PROBLEM DESCRIPTION - Among the lines below, restate word for word only those from the line with "PartialEq, Eq, Serialize, Deserialize)]" through the line with "pub fn events(&self)", with both end lines kept.

Collected data entries

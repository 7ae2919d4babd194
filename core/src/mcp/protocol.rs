use serde::{Deserialize, Serialize};
use serde_json::{Map, Value};

pub const RUN_PATH: &str = "/mcp/run";
pub const HEALTH_PATH: &str = "/health";

/// Body of a `POST /mcp/run` call.
#[derive(Debug, Clone, PartialEq, Serialize, Deserialize)]
pub struct McpRequest {
    pub method: String,
    #[serde(default)]
    pub args: Map<String, Value>,
}

impl McpRequest {
    pub fn new(method: impl Into<String>, args: Map<String, Value>) -> Self {
        Self {
            method: method.into(),
            args,
        }
    }
}
use crate::error::PipelineError;
use crate::pipeline::orchestrator::{execute_stage, new_run_id};
use crate::pipeline::{PipelineInput, PipelineRun, StageResult};
use crate::trace::{TraceCall, Tracer, scope_run};
use crate::traits::Stage;
use chrono::Utc;
use serde::{Deserialize, Serialize};
use serde_json::json;
use std::sync::Arc;
use tracing::{debug, info, warn};

pub const DEFAULT_EVENT_FLOW_NAME: &str = "event_orchestrator";

struct EventHandler {
    event: String,
    stage: Arc<dyn Stage>,
    emits: Option<String>,
}

/// Runs stages in response to named events. A handler runs its stage and
/// may emit a follow-up event, which triggers the next handler.
pub struct EventOrchestrator {
    name: String,
    handlers: Vec<EventHandler>,
    tracer: Tracer,
}

impl Default for EventOrchestrator {
    fn default() -> Self {
        Self::new(DEFAULT_EVENT_FLOW_NAME)
    }
}

/// One entry of a batch file.
#[derive(Debug, Clone, Serialize, Deserialize)]
pub struct BatchEvent {
    pub event_type: String,
    pub input: PipelineInput,
}

#[derive(Debug, Clone, Copy, PartialEq, Eq, Serialize, Deserialize)]
#[serde(rename_all = "snake_case")]
pub enum BatchStatus {
    Success,
    Error,
}

#[derive(Debug, Clone, Serialize)]
pub struct BatchOutcome {
    pub index: usize,
    pub event_type: String,
    pub status: BatchStatus,
    #[serde(skip_serializing_if = "Option::is_none")]
    pub run: Option<PipelineRun>,
    #[serde(skip_serializing_if = "Option::is_none")]
    pub error: Option<String>,
}

impl EventOrchestrator {
    pub fn new(name: impl Into<String>) -> Self {
        Self {
            name: name.into(),
            handlers: vec![],
            tracer: Tracer::disabled(),
        }
    }

    pub fn with_tracer(mut self, tracer: Tracer) -> Self {
        self.tracer = tracer;
        self
    }

    /// Registers `stage` for `event`, replacing an existing handler.
    pub fn on(
        &mut self,
        event: impl Into<String>,
        stage: Arc<dyn Stage>,
        emits: Option<String>,
    ) -> &mut Self {
        let event = event.into();
        self.handlers.retain(|h| h.event != event);
        self.handlers.push(EventHandler {
            event,
            stage,
            emits,
        });
        self
    }

    pub fn events(&self) -> Vec<&str> {
        self.handlers.iter().map(|h| h.event.as_str()).collect()
    }

    fn handler(&self, event: &str) -> Option<&EventHandler> {
        self.handlers.iter().find(|h| h.event == event)
    }

    /// Runs the chain that starts at `event`. The chain ends when a handler
    /// emits nothing or emits an event nobody listens to.
    pub async fn dispatch(
        &self,
        event: &str,
        input: &PipelineInput,
    ) -> Result<PipelineRun, PipelineError> {
        input.validate()?;
        if self.handler(event).is_none() {
            return Err(PipelineError::UnknownEvent(event.to_string()));
        }

        let run_id = new_run_id(input);
        let started_at = Utc::now();
        info!(flow = %self.name, run_id = %run_id, event, "dispatching event");

        let call = TraceCall::flow(&self.name).with_inputs(json!({
            "event": event,
            "input": input,
        }));
        let results = scope_run(
            run_id.clone(),
            self.tracer.traced(call, self.run_chain(&run_id, event, input)),
        )
        .await?;

        Ok(PipelineRun {
            run_id,
            input: input.clone(),
            results,
            started_at,
            finished_at: Utc::now(),
        })
    }

    async fn run_chain(
        &self,
        run_id: &str,
        start: &str,
        input: &PipelineInput,
    ) -> Result<Vec<StageResult>, PipelineError> {
        let mut results: Vec<StageResult> = vec![];
        let mut current = Some(start.to_string());

        while let Some(event) = current.take() {
            let Some(handler) = self.handler(&event) else {
                debug!(event = %event, "no handler for emitted event, chain ends");
                break;
            };

            if results.len() >= self.handlers.len() {
                return Err(PipelineError::EventLoop {
                    start: start.to_string(),
                    limit: self.handlers.len(),
                });
            }

            let index = results.len();
            let result = execute_stage(
                handler.stage.as_ref(),
                index,
                run_id,
                input,
                &results,
                &self.tracer,
            )
            .await?;
            results.push(result);
            current = handler.emits.clone();
        }

        Ok(results)
    }

    /// Processes every event in order. A failing event is reported and the
    /// batch moves on.
    pub async fn process_batch(&self, events: &[BatchEvent]) -> Vec<BatchOutcome> {
        let mut outcomes = Vec::with_capacity(events.len());

        for (index, event) in events.iter().enumerate() {
            info!(index, total = events.len(), event = %event.event_type, "processing batch event");
            let outcome = match self.dispatch(&event.event_type, &event.input).await {
                Ok(run) => BatchOutcome {
                    index,
                    event_type: event.event_type.clone(),
                    status: BatchStatus::Success,
                    run: Some(run),
                    error: None,
                },
                Err(e) => {
                    warn!(index, event = %event.event_type, error = %e, "batch event failed");
                    BatchOutcome {
                        index,
                        event_type: event.event_type.clone(),
                        status: BatchStatus::Error,
                        run: None,
                        error: Some(e.to_string()),
                    }
                }
            };
            outcomes.push(outcome);
        }

        outcomes
    }
}

#[cfg(test)]
mod tests {
    use super::*;
    use crate::testing::FixedStage;

    fn seattle() -> PipelineInput {
        PipelineInput::parse("abc123", "Seattle, WA", "2024-01-15").unwrap()
    }

    fn chained() -> (EventOrchestrator, Vec<Arc<FixedStage>>) {
        let analyze = Arc::new(FixedStage::new("analyze_content", json!({"topics": ["art"]})));
        let research = Arc::new(
            FixedStage::new("research_locations", json!({"venues": ["SAM"]})).with_requires(&["topics"]),
        );
        let route = Arc::new(FixedStage::new("plan_route", json!({"route": []})).with_requires(&["venues"]));

        let mut events = EventOrchestrator::default();
        events
            .on("pipeline_start", analyze.clone(), Some("analysis_complete".to_string()))
            .on("analysis_complete", research.clone(), Some("research_complete".to_string()))
            .on("research_complete", route.clone(), Some("route_complete".to_string()));
        (events, vec![analyze, research, route])
    }

    #[tokio::test]
    async fn dispatch_follows_emitted_events() {
        let (events, _) = chained();

        let run = events.dispatch("pipeline_start", &seattle()).await.unwrap();

        let names: Vec<&str> = run.results.iter().map(|r| r.stage.as_str()).collect();
        assert_eq!(names, ["analyze_content", "research_locations", "plan_route"]);
    }

    #[tokio::test]
    async fn dispatch_can_start_mid_chain_but_checks_requirements() {
        let (events, stages) = chained();

        let err = events.dispatch("analysis_complete", &seattle()).await.unwrap_err();

        assert!(matches!(err, PipelineError::MalformedUpstream { .. }));
        assert_eq!(stages[1].runs(), 0);
    }

    #[tokio::test]
    async fn unknown_event_is_rejected() {
        let (events, _) = chained();
        assert!(matches!(
            events.dispatch("video_uploaded", &seattle()).await,
            Err(PipelineError::UnknownEvent(_))
        ));
    }

    #[tokio::test]
    async fn cyclic_chain_is_stopped() {
        let mut events = EventOrchestrator::default();
        events
            .on("ping", Arc::new(FixedStage::new("a", json!({}))), Some("pong".to_string()))
            .on("pong", Arc::new(FixedStage::new("b", json!({}))), Some("ping".to_string()));

        assert!(matches!(
            events.dispatch("ping", &seattle()).await,
            Err(PipelineError::EventLoop { limit: 2, .. })
        ));
    }

    #[tokio::test]
    async fn failure_aborts_the_chain() {
        let analyze = Arc::new(FixedStage::failing("analyze_content", "youtube unhealthy"));
        let research = Arc::new(FixedStage::new("research_locations", json!({})));
        let mut events = EventOrchestrator::default();
        events
            .on("pipeline_start", analyze, Some("analysis_complete".to_string()))
            .on("analysis_complete", research.clone(), None);

        assert!(matches!(
            events.dispatch("pipeline_start", &seattle()).await,
            Err(PipelineError::StageFailed { .. })
        ));
        assert_eq!(research.runs(), 0);
    }

    #[tokio::test]
    async fn batch_reports_each_event_and_keeps_going() {
        let (events, stages) = chained();
        let batch = vec![
            BatchEvent {
                event_type: "video_uploaded".to_string(),
                input: seattle(),
            },
            BatchEvent {
                event_type: "pipeline_start".to_string(),
                input: seattle(),
            },
        ];

        let outcomes = events.process_batch(&batch).await;

        assert_eq!(outcomes.len(), 2);
        assert_eq!(outcomes[0].status, BatchStatus::Error);
        assert!(outcomes[0].error.as_deref().unwrap().contains("video_uploaded"));
        assert_eq!(outcomes[1].status, BatchStatus::Success);
        assert_eq!(outcomes[1].run.as_ref().unwrap().results.len(), 3);
        assert_eq!(stages[0].runs(), 1);
    }

    #[test]
    fn batch_file_parses() {
        let batch: Vec<BatchEvent> = serde_json::from_str(
            r#"[{"event_type": "pipeline_start",
                 "input": {"content_ref": " abc123", "location": "Seattle, WA  ", "date": "2024-01-15",
                           "participants": [" a@example.com ", ""]}}]"#,
        )
        .unwrap();
        assert_eq!(batch[0].input.content_ref, "abc123");
        assert_eq!(batch[0].input.location, "Seattle, WA");
        assert_eq!(batch[0].input.participants, ["a@example.com"]);
    }
}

SOLUTION -
#[derive(Debug, Clone, Copy, PartialEq, Eq, Serialize, Deserialize)]
#[serde(rename_all = "snake_case")]
pub enum BatchStatus {
    Success,
    Error,
}

#[derive(Debug, Clone, Serialize)]
pub struct BatchOutcome {
    pub index: usize,
    pub event_type: String,
    pub status: BatchStatus,
    #[serde(skip_serializing_if = "Option::is_none")]
    pub run: Option<PipelineRun>,
    #[serde(skip_serializing_if = "Option::is_none")]
    pub error: Option<String>,
}

impl EventOrchestrator {
    pub fn new(name: impl Into<String>) -> Self {
        Self {
            name: name.into(),
            handlers: vec![],
            tracer: Tracer::disabled(),
        }
    }

    pub fn with_tracer(mut self, tracer: Tracer) -> Self {
        self.tracer = tracer;
        self
    }

    /// Registers `stage` for `event`, replacing an existing handler.
    pub fn on(
        &mut self,
        event: impl Into<String>,
        stage: Arc<dyn Stage>,
        emits: Option<String>,
    ) -> &mut Self {
        let event = event.into();
        self.handlers.retain(|h| h.event != event);
        self.handlers.push(EventHandler {
            event,
            stage,
            emits,
        });
        self
    }

    pub fn events(&self) -> Vec<&str> {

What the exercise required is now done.